**Aim of the task**
In the listing below, find the line with "#[derive(Debug, Clone, Copy, Default)]" and the line with "fn load(path: &Path, options: &RunOptions)". Repeat those two lines and all lines between them exactly.

-- Task data follows --

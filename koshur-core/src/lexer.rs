use std::fmt::Display;
use std::iter::FusedIterator;
use std::rc::Rc;

pub use crate::cursor::{LexError, LexErrorKind};
use crate::cursor::Cursor;
use crate::position::Position;

#[derive(Debug, PartialEq, Eq, Clone, Copy)]
pub enum Keyword {
    If,
    Then,
    Else,
    Function,
    Lambda,
    True,
    False,
}

impl Keyword {
    pub fn as_str(&self) -> &'static str {
        match self {
            Keyword::If => "yeli",
            Keyword::Then => "teli",
            Keyword::Else => "nate",
            Keyword::Function => "banav",
            Keyword::Lambda => "λ",
            Keyword::True => "poz",
            Keyword::False => "apuz",
        }
    }
}

fn keywords(ident: &str) -> Option<Keyword> {
    match ident {
        "yeli" => Some(Keyword::If),
        "teli" => Some(Keyword::Then),
        "nate" => Some(Keyword::Else),
        "banav" => Some(Keyword::Function),
        "λ" => Some(Keyword::Lambda),
        "poz" => Some(Keyword::True),
        "apuz" => Some(Keyword::False),
        _ => None,
    }
}

/// Booleans are lexed as keywords; the parser promotes `poz`/`apuz` to
/// boolean literals.
#[derive(Debug, PartialEq, Clone)]
pub enum TokenKind {
    Number(f64),
    String(Rc<str>),
    Punctuation(char),
    Operator(Rc<str>),
    Keyword(Keyword),
    Variable(Rc<str>),
}

#[derive(Debug, PartialEq, Clone)]
pub struct Token {
    pub kind: TokenKind,
    pub position: Position,
}

impl Display for TokenKind {
    fn fmt(&self, f: &mut std::fmt::Formatter<'_>) -> std::fmt::Result {
        match self {
            TokenKind::Number(value) => write!(f, "number {}", value),
            TokenKind::String(value) => write!(f, "string {:?}", value),
            TokenKind::Punctuation(ch) => write!(f, "punctuation \"{}\"", ch),
            TokenKind::Operator(op) => write!(f, "operator \"{}\"", op),
            TokenKind::Keyword(kw) => write!(f, "keyword \"{}\"", kw.as_str()),
            TokenKind::Variable(name) => write!(f, "variable \"{}\"", name),
        }
    }
}

impl Display for Token {
    fn fmt(&self, f: &mut std::fmt::Formatter<'_>) -> std::fmt::Result {
        write!(f, "{} ({})", self.kind, self.position)
    }
}

const COMMENT: char = '#';

fn is_id_start(ch: char) -> bool {
    ch.is_ascii_alphabetic() || ch == 'λ' || ch == '_'
}

fn is_id(ch: char) -> bool {
    is_id_start(ch) || ch.is_ascii_digit() || "?!-<>=".contains(ch)
}

fn is_op_char(ch: char) -> bool {
    "+-*/%=&|<>!".contains(ch)
}

fn is_punctuation(ch: char) -> bool {
    ",;(){}[]".contains(ch)
}

fn is_whitespace(ch: char) -> bool {
    " \t\n\r".contains(ch)
}

/// Lazily turns source text into tokens, holding at most one token of
/// lookahead.
#[derive(Clone)]
pub struct Tokenizer<'a> {
    input: Cursor<'a>,
    peeked: Option<Token>,
    failed: bool,
}

pub fn tokenize(input: &str) -> Tokenizer<'_> {
    Tokenizer::new(input)
}

impl<'a> Tokenizer<'a> {
    pub fn new(input: &'a str) -> Self {
        Self {
            input: Cursor::new(input),
            peeked: None,
            failed: false,
        }
    }

    /// The next token without consuming it.
    pub fn peek(&mut self) -> Result<Option<&Token>, LexError> {
        if self.peeked.is_none() {
            self.peeked = self.read_next()?;
        }
        Ok(self.peeked.as_ref())
    }

    /// Consumes the next token, reading a fresh one if none is buffered.
    pub fn next_token(&mut self) -> Result<Option<Token>, LexError> {
        match self.peeked.take() {
            Some(token) => Ok(Some(token)),
            None => self.read_next(),
        }
    }

    pub fn at_end(&mut self) -> Result<bool, LexError> {
        Ok(self.peek()?.is_none())
    }

    /// Position just past the last consumed character.
    pub fn position(&self) -> Position {
        self.input.position()
    }

    fn read_number(&mut self) -> Result<TokenKind, LexError> {
        let mut has_dot = false;
        let number = self.input.read_while(|ch| {
            if ch == '.' {
                if has_dot {
                    return false;
                }
                has_dot = true;
                return true;
            }
            ch.is_ascii_digit()
        });

        number
            .parse()
            .map(TokenKind::Number)
            .map_err(|_| self.input.error(LexErrorKind::InvalidNumber(number)))
    }

    fn read_identifier(&mut self) -> TokenKind {
        let ident = self.input.read_while(is_id);
        match keywords(&ident) {
            Some(kw) => TokenKind::Keyword(kw),
            None => TokenKind::Variable(ident.into()),
        }
    }

    fn read_string(&mut self) -> Result<TokenKind, LexError> {
        // opening quote
        self.input.next()?;

        let mut string = String::new();
        let mut escaped = false;
        while !self.input.at_end() {
            let ch = self.input.next()?;
            if escaped {
                string.push(ch);
                escaped = false;
            } else if ch == '\\' {
                escaped = true;
            } else if ch == '"' {
                return Ok(TokenKind::String(string.into()));
            } else {
                string.push(ch);
            }
        }

        Err(self.input.error(LexErrorKind::UnterminatedString))
    }

    fn skip_comment(&mut self) {
        self.input.read_while(|ch| ch != '\n');
        // the newline itself, if the comment is not on the last line
        let _ = self.input.next();
    }

    fn read_next(&mut self) -> Result<Option<Token>, LexError> {
        loop {
            self.input.read_while(is_whitespace);

            let Some(ch) = self.input.peek() else {
                return Ok(None);
            };

            if ch == COMMENT {
                self.skip_comment();
                continue;
            }

            let position = self.input.position();
            let kind = match ch {
                '"' => self.read_string()?,
                c if c.is_ascii_digit() => self.read_number()?,
                c if is_id_start(c) => self.read_identifier(),
                c if is_punctuation(c) => TokenKind::Punctuation(self.input.next()?),
                c if is_op_char(c) => TokenKind::Operator(self.input.read_while(is_op_char).into()),
                c => return Err(self.input.error(LexErrorKind::UnexpectedCharacter(c))),
            };

            tracing::trace!(%position, token = %kind, "read token");
            return Ok(Some(Token { kind, position }));
        }
    }
}

impl<'a> Iterator for Tokenizer<'a> {
    type Item = Result<Token, LexError>;

    /// Yields at most one error, after which iteration ends.
    fn next(&mut self) -> Option<Self::Item> {
        if self.failed {
            return None;
        }
        let item = self.next_token().transpose();
        self.failed = matches!(item, Some(Err(_)));
        item
    }
}

impl FusedIterator for Tokenizer<'_> {}
//! Stack growth for the recursive parser and evaluator.
//!
//! Deeply nested source (or deeply recursive Koshur programs) would otherwise
//! overflow the host stack. Recursive entry points wrap their bodies in
//! [`ensure_sufficient_stack`], which moves onto a freshly allocated segment
//! when the remaining space drops below the red zone.

/// Remaining stack below which a new segment is allocated.
const RED_ZONE: usize = 128 * 1024;

/// Size of each newly allocated segment.
const STACK_PER_RECURSION: usize = 2 * 1024 * 1024;

#[inline]
pub fn ensure_sufficient_stack<R>(f: impl FnOnce() -> R) -> R {
    stacker::maybe_grow(RED_ZONE, STACK_PER_RECURSION, f)
}
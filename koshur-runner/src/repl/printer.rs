use koshur_interpreter::{Error, ErrorKind, Value};

pub struct Printer {}

impl Printer {
    pub fn print(&mut self, result: Result<Value, Error>) {
        match &result {
            Ok(Value::String(value)) => println!("{:?}", value),
            Ok(value) => println!("{}", value),
            Err(err) => println!("{}:\n{}", describe(err), err),
        }
    }
}

fn describe(error: &Error) -> &'static str {
    match error.kind() {
        ErrorKind::Lexical => "Error reading",
        ErrorKind::Syntax => "Error parsing",
        ErrorKind::Runtime => "Error evaluating",
    }
}
use std::io::Write;
use std::path::{Path, PathBuf};

use koshur_core::ast::Node;
use koshur_core::lexer::tokenize;
use koshur_core::parser::parse;
use koshur_interpreter::builtins::{self, Output};
use koshur_interpreter::{EvalConfig, Environment, Evaluator, Value};
use serde::Serialize;
use serde_json::ser::PrettyFormatter;
use thiserror::Error;

pub const SOURCE_EXTENSION: &str = "k";
pub const AST_EXTENSION: &str = "ast";

#[derive(Debug, Error)]
pub enum RunnerError {
    #[error("Usage: koshur [--print-ast] [--write-ast] [--from-ast] <file.{expected}>, got {path:?}")]
    BadExtension { path: PathBuf, expected: &'static str },
    #[error("Could not open file {path:?}: {source}")]
    Read {
        path: PathBuf,
        source: std::io::Error,
    },
    #[error("Could not write file {path:?}: {source}")]
    Write {
        path: PathBuf,
        source: std::io::Error,
    },
    #[error("Invalid AST in {path:?}: {source}")]
    Ast {
        path: PathBuf,
        source: serde_json::Error,
    },
    #[error("Could not serialize AST: {0}")]
    Serialize(serde_json::Error),
    #[error(transparent)]
    Koshur(#[from] koshur_interpreter::Error),
}

#[derive(Debug, Clone, Copy, Default)]
pub struct RunOptions {
    pub print_ast: bool,
    pub write_ast: bool,
    pub from_ast: bool,
    pub config: EvalConfig,
}

/// JSON with four-space indentation, the layout `.ast` files are written in.
pub fn ast_to_json(program: &Node) -> Result<String, RunnerError> {
    let mut buffer = Vec::new();
    let mut serializer =
        serde_json::Serializer::with_formatter(&mut buffer, PrettyFormatter::with_indent(b"    "));
    program
        .serialize(&mut serializer)
        .map_err(RunnerError::Serialize)?;
    Ok(String::from_utf8_lossy(&buffer).into_owned())
}

fn check_extension(path: &Path, options: &RunOptions) -> Result<(), RunnerError> {
    let extension = path.extension().and_then(|ext| ext.to_str());
    match extension {
        Some(SOURCE_EXTENSION) => Ok(()),
        Some(AST_EXTENSION) if options.from_ast => Ok(()),
        _ => Err(RunnerError::BadExtension {
            path: path.to_path_buf(),
            expected: if options.from_ast {
                AST_EXTENSION
            } else {
                SOURCE_EXTENSION
            },
        }),
    }
}

fn load(path: &Path, options: &RunOptions) -> Result<Node, RunnerError> {
    let text = std::fs::read_to_string(path).map_err(|source| RunnerError::Read {
        path: path.to_path_buf(),
        source,
    })?;

    if options.from_ast {
        tracing::debug!(?path, "reading AST");
        return serde_json::from_str(&text).map_err(|source| RunnerError::Ast {
            path: path.to_path_buf(),
            source,
        });
    }

    tracing::debug!(?path, bytes = text.len(), "parsing source");
    let program = parse(tokenize(&text)).map_err(koshur_interpreter::Error::from)?;
    Ok(program)
}

/// Runs one file against a fresh root environment holding the built-ins.
pub fn execute(path: &Path, options: &RunOptions, output: Output) -> Result<Value, RunnerError> {
    check_extension(path, options)?;
    let program = load(path, options)?;

    if options.print_ast || options.write_ast {
        let json = ast_to_json(&program)?;
        if options.print_ast {
            writeln!(output.borrow_mut(), "{}", json).map_err(|source| RunnerError::Write {
                path: PathBuf::from("<output>"),
                source,
            })?;
        }
        if options.write_ast {
            let ast_path = path.with_extension(AST_EXTENSION);
            tracing::debug!(path = ?ast_path, "writing AST");
            std::fs::write(&ast_path, json).map_err(|source| RunnerError::Write {
                path: ast_path,
                source,
            })?;
        }
    }

    let env = Environment::new();
    builtins::install(&env, output);

    tracing::debug!("evaluating");
    let value = Evaluator::with_config(options.config)
        .evaluate(&program, &env)
        .map_err(koshur_interpreter::Error::from)?;
    Ok(value)
}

-- Task data concluded --

**Solution below**
#[derive(Debug, Clone, Copy, Default)]
pub struct RunOptions {
    pub print_ast: bool,
    pub write_ast: bool,
    pub from_ast: bool,
    pub config: EvalConfig,
}

/// JSON with four-space indentation, the layout `.ast` files are written in.
pub fn ast_to_json(program: &Node) -> Result<String, RunnerError> {
    let mut buffer = Vec::new();
    let mut serializer =
        serde_json::Serializer::with_formatter(&mut buffer, PrettyFormatter::with_indent(b"    "));
    program
        .serialize(&mut serializer)
        .map_err(RunnerError::Serialize)?;
    Ok(String::from_utf8_lossy(&buffer).into_owned())
}

fn check_extension(path: &Path, options: &RunOptions) -> Result<(), RunnerError> {
    let extension = path.extension().and_then(|ext| ext.to_str());
    match extension {
        Some(SOURCE_EXTENSION) => Ok(()),
        Some(AST_EXTENSION) if options.from_ast => Ok(()),
        _ => Err(RunnerError::BadExtension {
            path: path.to_path_buf(),
            expected: if options.from_ast {
                AST_EXTENSION
            } else {
                SOURCE_EXTENSION
            },
        }),
    }
}

fn load(path: &Path, options: &RunOptions) -> Result<Node, RunnerError> {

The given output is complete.